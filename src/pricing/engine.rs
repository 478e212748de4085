//! Price tier table and price computation

use rust_decimal::prelude::*;
use rust_decimal_macros::dec;
use tracing::debug;
use crate::{
    config::MIN_QUANTITY,
    errors::{CheckoutError, CheckoutResult},
    pricing::quantity::{normalize_parsed, parse_leading_int},
    types::{PriceTier, PricingResult},
};

pub const TIER_SMALL: &str = "tier-small";
pub const TIER_MEDIUM: &str = "tier-medium";
pub const TIER_CORPORATE: &str = "tier-corporate";

/// Ordered, contiguous set of volume brackets. The last bracket also prices
/// every quantity above its own upper bound.
#[derive(Debug, Clone, PartialEq, Eq)]
pub struct TierTable {
    tiers: Vec<PriceTier>,
}

impl Default for TierTable {
    fn default() -> Self {
        Self {
            tiers: vec![
                PriceTier::new(TIER_SMALL, 12, 40, dec!(4.00)),
                PriceTier::new(TIER_MEDIUM, 41, 99, dec!(3.70)),
                PriceTier::new(TIER_CORPORATE, 100, 10000, dec!(3.40)),
            ],
        }
    }
}

impl TierTable {
    /// Builds a table after checking that the brackets are well formed:
    /// non-empty, ascending, gap-free, and starting at or below the minimum
    /// order so every normalized quantity lands in a bracket.
    pub fn new(tiers: Vec<PriceTier>) -> CheckoutResult<Self> {
        let invalid = |reason: String| CheckoutError::InvalidTierTable { reason };

        let first = tiers.first().ok_or_else(|| invalid("no tiers configured".to_string()))?;
        if first.min_quantity > MIN_QUANTITY {
            return Err(invalid(format!(
                "first tier {} starts at {}, above the minimum order of {}",
                first.id, first.min_quantity, MIN_QUANTITY
            )));
        }

        for tier in &tiers {
            if tier.id.trim().is_empty() {
                return Err(invalid("tier with empty id".to_string()));
            }
            if tier.min_quantity > tier.max_quantity {
                return Err(invalid(format!(
                    "tier {} has min {} above max {}",
                    tier.id, tier.min_quantity, tier.max_quantity
                )));
            }
            if tier.unit_price <= Decimal::ZERO {
                return Err(invalid(format!(
                    "tier {} has non-positive unit price {}",
                    tier.id, tier.unit_price
                )));
            }
        }

        for pair in tiers.windows(2) {
            let (prev, next) = (&pair[0], &pair[1]);
            if u64::from(next.min_quantity) != u64::from(prev.max_quantity) + 1 {
                return Err(invalid(format!(
                    "tier {} must start right after {} ends at {}, found {}",
                    next.id, prev.id, prev.max_quantity, next.min_quantity
                )));
            }
            if next.id == prev.id {
                return Err(invalid(format!("duplicate tier id {}", next.id)));
            }
        }

        Ok(Self { tiers })
    }

    pub fn tiers(&self) -> &[PriceTier] {
        &self.tiers
    }

    /// Bracket containing `quantity`, or the last bracket when the quantity
    /// is above every upper bound.
    pub fn tier_for(&self, quantity: u64) -> &PriceTier {
        self.tiers
            .iter()
            .find(|tier| tier.contains(quantity))
            .unwrap_or_else(|| self.top_tier())
    }

    pub fn active_tier_id(&self, quantity: u64) -> &str {
        &self.tier_for(quantity).id
    }

    fn top_tier(&self) -> &PriceTier {
        // `new` and `default` both guarantee at least one tier.
        &self.tiers[self.tiers.len() - 1]
    }

    /// Prices raw form input. Never fails: malformed or small input is
    /// priced as the minimum order.
    pub fn compute_price(&self, raw_quantity: &str) -> PricingResult {
        self.price_normalized(normalize_parsed(parse_leading_int(raw_quantity)))
    }

    pub fn compute_for_quantity(&self, quantity: i64) -> PricingResult {
        self.price_normalized(normalize_parsed(Some(quantity)))
    }

    fn price_normalized(&self, quantity: u64) -> PricingResult {
        let active_tier = self.tier_for(quantity).clone();
        let total = Decimal::from(quantity)
            .checked_mul(active_tier.unit_price)
            .unwrap_or(Decimal::MAX);

        debug!(
            quantity,
            tier = %active_tier.id,
            unit_price = %active_tier.unit_price,
            total = %total,
            "Computed price"
        );

        PricingResult {
            quantity,
            active_tier,
            total,
        }
    }
}

#[cfg(test)]
mod tests {
    use super::*;
    use proptest::prelude::*;

    fn table() -> TierTable {
        TierTable::default()
    }

    #[test]
    fn test_reference_scenarios() {
        let t = table();

        let r = t.compute_price("12");
        assert_eq!(r.active_tier.id, TIER_SMALL);
        assert_eq!(r.total, dec!(48.00));

        let r = t.compute_price("41");
        assert_eq!(r.active_tier.id, TIER_MEDIUM);
        assert_eq!(r.total, dec!(151.70));

        let r = t.compute_price("100");
        assert_eq!(r.active_tier.id, TIER_CORPORATE);
        assert_eq!(r.total, dec!(340.00));
    }

    #[test]
    fn test_malformed_input_prices_minimum_order() {
        let t = table();
        for raw in ["abc", "-5", "", "0", "11"] {
            let r = t.compute_price(raw);
            assert_eq!(r.quantity, 12, "input {:?}", raw);
            assert_eq!(r.active_tier.id, TIER_SMALL);
            assert_eq!(r.total, dec!(48.00));
        }
    }

    #[test]
    fn test_bracket_edges() {
        let t = table();
        assert_eq!(t.active_tier_id(40), TIER_SMALL);
        assert_eq!(t.active_tier_id(41), TIER_MEDIUM);
        assert_eq!(t.active_tier_id(99), TIER_MEDIUM);
        assert_eq!(t.active_tier_id(100), TIER_CORPORATE);
        assert_eq!(t.active_tier_id(10000), TIER_CORPORATE);
    }

    #[test]
    fn test_quantities_above_ceiling_use_top_tier() {
        let r = table().compute_for_quantity(25_000);
        assert_eq!(r.active_tier.id, TIER_CORPORATE);
        assert_eq!(r.total, dec!(85000.00));
    }

    #[test]
    fn test_huge_quantity_does_not_panic() {
        let r = table().compute_for_quantity(i64::MAX);
        assert_eq!(r.active_tier.id, TIER_CORPORATE);
        assert!(r.total > Decimal::ZERO);
    }

    #[test]
    fn test_rejects_gapped_table() {
        let err = TierTable::new(vec![
            PriceTier::new("a", 12, 40, dec!(4)),
            PriceTier::new("b", 42, 99, dec!(3)),
        ])
        .unwrap_err();
        assert!(matches!(err, CheckoutError::InvalidTierTable { .. }));
    }

    #[test]
    fn test_rejects_overlap_empty_and_bad_prices() {
        assert!(TierTable::new(vec![]).is_err());
        assert!(TierTable::new(vec![
            PriceTier::new("a", 12, 40, dec!(4)),
            PriceTier::new("b", 40, 99, dec!(3)),
        ])
        .is_err());
        assert!(TierTable::new(vec![PriceTier::new("a", 12, 40, dec!(0))]).is_err());
        assert!(TierTable::new(vec![PriceTier::new("a", 50, 40, dec!(1))]).is_err());
        assert!(TierTable::new(vec![PriceTier::new("a", 20, 40, dec!(1))]).is_err());
    }

    #[test]
    fn test_accepts_default_layout() {
        let rebuilt = TierTable::new(table().tiers().to_vec()).expect("valid table");
        assert_eq!(rebuilt, table());
    }

    proptest! {
        #[test]
        fn prop_small_tier(q in 12i64..=40) {
            let r = table().compute_for_quantity(q);
            prop_assert_eq!(r.active_tier.id.as_str(), TIER_SMALL);
            prop_assert_eq!(r.total, Decimal::from(q) * dec!(4.00));
        }

        #[test]
        fn prop_medium_tier(q in 41i64..=99) {
            let r = table().compute_for_quantity(q);
            prop_assert_eq!(r.active_tier.id.as_str(), TIER_MEDIUM);
            prop_assert_eq!(r.total, Decimal::from(q) * dec!(3.70));
        }

        #[test]
        fn prop_corporate_tier(q in 100i64..=10000) {
            let r = table().compute_for_quantity(q);
            prop_assert_eq!(r.active_tier.id.as_str(), TIER_CORPORATE);
            prop_assert_eq!(r.total, Decimal::from(q) * dec!(3.40));
        }

        #[test]
        fn prop_fallback_above_ceiling(q in 10001i64..=10_000_000) {
            let r = table().compute_for_quantity(q);
            prop_assert_eq!(r.active_tier.id.as_str(), TIER_CORPORATE);
            prop_assert_eq!(r.total, Decimal::from(q) * dec!(3.40));
        }

        #[test]
        fn prop_below_minimum_normalizes(q in i64::MIN..12) {
            let r = table().compute_for_quantity(q);
            prop_assert_eq!(r.quantity, 12);
            prop_assert_eq!(r.total, dec!(48.00));
        }

        #[test]
        fn prop_compute_is_idempotent(raw in ".{0,12}") {
            let t = table();
            prop_assert_eq!(t.compute_price(&raw), t.compute_price(&raw));
        }

        #[test]
        fn prop_total_non_negative_and_tier_configured(raw in ".{0,12}") {
            let t = table();
            let r = t.compute_price(&raw);
            prop_assert!(r.total >= Decimal::ZERO);
            prop_assert!(t.tiers().contains(&r.active_tier));
        }
    }
}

▶ Problem
Only the lines above from the one with "every upper bound." up to and including the one with "pub fn active_tier_id(&self, quantity: u64)" should be repeated, exactly as written.

▶ Your response
    /// is above every upper bound.
    pub fn tier_for(&self, quantity: u64) -> &PriceTier {
        self.tiers
            .iter()
            .find(|tier| tier.contains(quantity))
            .unwrap_or_else(|| self.top_tier())
    }

    pub fn active_tier_id(&self, quantity: u64) -> &str {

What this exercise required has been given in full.